* **WORK TO COMPLETE**: From the line containing "fn defaults() ->" down to the line containing "pub fn create_router(service: Arc<ConfigLogService>)" in the records below, reproduce every line exactly, ends included, and omit all others.

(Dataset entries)
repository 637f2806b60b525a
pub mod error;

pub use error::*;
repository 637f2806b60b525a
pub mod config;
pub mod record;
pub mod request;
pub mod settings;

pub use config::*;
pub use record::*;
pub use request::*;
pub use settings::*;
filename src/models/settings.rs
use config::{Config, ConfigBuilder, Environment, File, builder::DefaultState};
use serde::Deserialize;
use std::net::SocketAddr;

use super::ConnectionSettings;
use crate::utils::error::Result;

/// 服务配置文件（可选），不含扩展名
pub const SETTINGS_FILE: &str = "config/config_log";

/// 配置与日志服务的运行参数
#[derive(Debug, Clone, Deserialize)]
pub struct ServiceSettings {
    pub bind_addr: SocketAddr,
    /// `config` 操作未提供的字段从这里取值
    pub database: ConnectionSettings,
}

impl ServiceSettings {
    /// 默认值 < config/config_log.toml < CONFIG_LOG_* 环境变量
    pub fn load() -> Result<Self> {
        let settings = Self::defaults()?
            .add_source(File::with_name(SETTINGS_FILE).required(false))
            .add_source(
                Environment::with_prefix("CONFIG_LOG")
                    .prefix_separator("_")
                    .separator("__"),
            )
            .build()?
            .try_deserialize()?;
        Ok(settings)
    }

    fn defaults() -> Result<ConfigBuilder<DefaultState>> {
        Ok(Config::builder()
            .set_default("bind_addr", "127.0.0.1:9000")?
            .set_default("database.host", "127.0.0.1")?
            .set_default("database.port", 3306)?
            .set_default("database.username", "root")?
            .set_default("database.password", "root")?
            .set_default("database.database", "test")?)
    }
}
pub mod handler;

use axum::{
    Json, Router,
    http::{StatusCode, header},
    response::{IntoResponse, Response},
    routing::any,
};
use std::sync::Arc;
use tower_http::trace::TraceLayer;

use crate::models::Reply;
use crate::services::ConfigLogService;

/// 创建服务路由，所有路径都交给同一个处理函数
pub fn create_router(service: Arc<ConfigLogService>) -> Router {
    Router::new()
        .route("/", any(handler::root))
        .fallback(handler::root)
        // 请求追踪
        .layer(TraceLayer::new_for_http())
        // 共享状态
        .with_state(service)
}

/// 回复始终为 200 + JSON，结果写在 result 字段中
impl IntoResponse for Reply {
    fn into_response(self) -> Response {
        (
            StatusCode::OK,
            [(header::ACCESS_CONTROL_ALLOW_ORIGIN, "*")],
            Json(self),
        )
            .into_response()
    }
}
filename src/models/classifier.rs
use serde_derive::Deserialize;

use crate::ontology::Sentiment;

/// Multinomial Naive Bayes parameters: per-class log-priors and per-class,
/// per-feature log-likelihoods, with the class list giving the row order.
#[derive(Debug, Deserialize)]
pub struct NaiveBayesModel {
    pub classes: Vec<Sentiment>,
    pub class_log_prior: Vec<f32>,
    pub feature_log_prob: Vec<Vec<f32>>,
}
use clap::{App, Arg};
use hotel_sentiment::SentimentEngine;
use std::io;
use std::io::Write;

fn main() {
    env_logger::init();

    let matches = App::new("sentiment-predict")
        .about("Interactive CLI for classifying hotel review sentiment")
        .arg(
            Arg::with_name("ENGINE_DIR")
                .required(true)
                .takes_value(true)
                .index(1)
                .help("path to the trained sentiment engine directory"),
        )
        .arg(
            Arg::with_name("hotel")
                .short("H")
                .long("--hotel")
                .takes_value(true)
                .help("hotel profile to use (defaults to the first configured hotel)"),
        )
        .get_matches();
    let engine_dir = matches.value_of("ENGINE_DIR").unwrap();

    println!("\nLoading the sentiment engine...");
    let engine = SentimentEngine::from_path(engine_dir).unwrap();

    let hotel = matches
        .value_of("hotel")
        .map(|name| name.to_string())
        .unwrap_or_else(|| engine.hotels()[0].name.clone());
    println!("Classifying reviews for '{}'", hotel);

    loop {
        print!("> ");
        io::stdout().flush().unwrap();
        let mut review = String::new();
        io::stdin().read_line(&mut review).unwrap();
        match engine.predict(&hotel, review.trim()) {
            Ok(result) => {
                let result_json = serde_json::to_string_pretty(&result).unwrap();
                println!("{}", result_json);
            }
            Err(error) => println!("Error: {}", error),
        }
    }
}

--

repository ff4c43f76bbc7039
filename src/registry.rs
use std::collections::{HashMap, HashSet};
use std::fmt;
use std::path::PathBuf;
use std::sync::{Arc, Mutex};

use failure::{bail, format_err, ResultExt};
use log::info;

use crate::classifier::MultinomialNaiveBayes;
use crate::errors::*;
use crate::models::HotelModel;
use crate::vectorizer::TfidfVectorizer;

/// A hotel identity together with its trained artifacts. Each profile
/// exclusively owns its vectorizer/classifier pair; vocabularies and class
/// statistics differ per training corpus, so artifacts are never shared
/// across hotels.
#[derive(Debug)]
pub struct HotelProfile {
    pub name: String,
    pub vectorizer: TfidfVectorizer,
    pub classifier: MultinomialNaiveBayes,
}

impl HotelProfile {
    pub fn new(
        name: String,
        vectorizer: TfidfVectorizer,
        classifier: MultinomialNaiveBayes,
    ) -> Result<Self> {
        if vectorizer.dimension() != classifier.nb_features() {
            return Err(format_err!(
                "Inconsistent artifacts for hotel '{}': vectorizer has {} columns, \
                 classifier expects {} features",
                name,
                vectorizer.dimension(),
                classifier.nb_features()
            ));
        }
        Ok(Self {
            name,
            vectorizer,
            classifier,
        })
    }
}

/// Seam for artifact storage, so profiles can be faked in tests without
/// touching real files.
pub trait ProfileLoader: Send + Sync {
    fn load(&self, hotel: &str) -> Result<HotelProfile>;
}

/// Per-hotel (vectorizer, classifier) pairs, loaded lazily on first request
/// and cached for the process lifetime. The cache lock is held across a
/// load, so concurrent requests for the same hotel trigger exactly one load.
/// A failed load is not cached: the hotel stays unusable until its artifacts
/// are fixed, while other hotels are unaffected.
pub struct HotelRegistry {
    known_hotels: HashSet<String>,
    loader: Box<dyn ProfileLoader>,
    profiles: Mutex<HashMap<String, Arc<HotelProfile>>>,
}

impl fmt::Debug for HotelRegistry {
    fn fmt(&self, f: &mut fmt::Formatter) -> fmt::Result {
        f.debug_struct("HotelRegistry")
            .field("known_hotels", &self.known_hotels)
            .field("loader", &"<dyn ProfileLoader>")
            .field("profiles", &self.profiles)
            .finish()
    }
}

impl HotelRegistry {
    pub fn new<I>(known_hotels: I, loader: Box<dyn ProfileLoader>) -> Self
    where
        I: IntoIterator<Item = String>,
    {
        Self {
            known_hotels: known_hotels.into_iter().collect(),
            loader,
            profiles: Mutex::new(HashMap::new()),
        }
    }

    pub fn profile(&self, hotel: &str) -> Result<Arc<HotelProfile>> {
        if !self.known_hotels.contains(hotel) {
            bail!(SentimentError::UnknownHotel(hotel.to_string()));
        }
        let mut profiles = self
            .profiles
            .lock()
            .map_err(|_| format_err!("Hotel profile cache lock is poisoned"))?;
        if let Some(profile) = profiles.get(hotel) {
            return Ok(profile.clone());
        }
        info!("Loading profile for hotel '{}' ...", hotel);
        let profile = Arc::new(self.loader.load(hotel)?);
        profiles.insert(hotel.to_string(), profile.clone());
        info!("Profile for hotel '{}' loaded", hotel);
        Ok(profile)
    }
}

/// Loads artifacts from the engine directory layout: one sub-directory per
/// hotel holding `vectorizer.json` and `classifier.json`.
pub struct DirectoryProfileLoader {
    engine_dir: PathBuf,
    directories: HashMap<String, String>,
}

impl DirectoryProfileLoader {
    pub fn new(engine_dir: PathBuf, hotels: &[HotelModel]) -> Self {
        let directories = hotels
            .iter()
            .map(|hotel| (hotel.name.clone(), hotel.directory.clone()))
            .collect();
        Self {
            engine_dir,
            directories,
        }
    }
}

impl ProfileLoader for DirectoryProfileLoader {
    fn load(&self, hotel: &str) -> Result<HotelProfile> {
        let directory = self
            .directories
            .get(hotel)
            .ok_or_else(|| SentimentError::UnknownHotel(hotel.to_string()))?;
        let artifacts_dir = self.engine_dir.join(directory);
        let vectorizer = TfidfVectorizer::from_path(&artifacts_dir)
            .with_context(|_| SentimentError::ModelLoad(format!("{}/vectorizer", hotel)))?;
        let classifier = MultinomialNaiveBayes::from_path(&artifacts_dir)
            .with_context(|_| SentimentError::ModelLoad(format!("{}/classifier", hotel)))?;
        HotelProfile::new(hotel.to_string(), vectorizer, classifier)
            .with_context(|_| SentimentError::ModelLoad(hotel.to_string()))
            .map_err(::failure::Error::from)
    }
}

* **ANSWER SECTION**:
    fn defaults() -> Result<ConfigBuilder<DefaultState>> {
        Ok(Config::builder()
            .set_default("bind_addr", "127.0.0.1:9000")?
            .set_default("database.host", "127.0.0.1")?
            .set_default("database.port", 3306)?
            .set_default("database.username", "root")?
            .set_default("database.password", "root")?
            .set_default("database.database", "test")?)
    }
}
pub mod handler;

use axum::{
    Json, Router,
    http::{StatusCode, header},
    response::{IntoResponse, Response},
    routing::any,
};
use std::sync::Arc;
use tower_http::trace::TraceLayer;

use crate::models::Reply;
use crate::services::ConfigLogService;

/// 创建服务路由，所有路径都交给同一个处理函数
pub fn create_router(service: Arc<ConfigLogService>) -> Router {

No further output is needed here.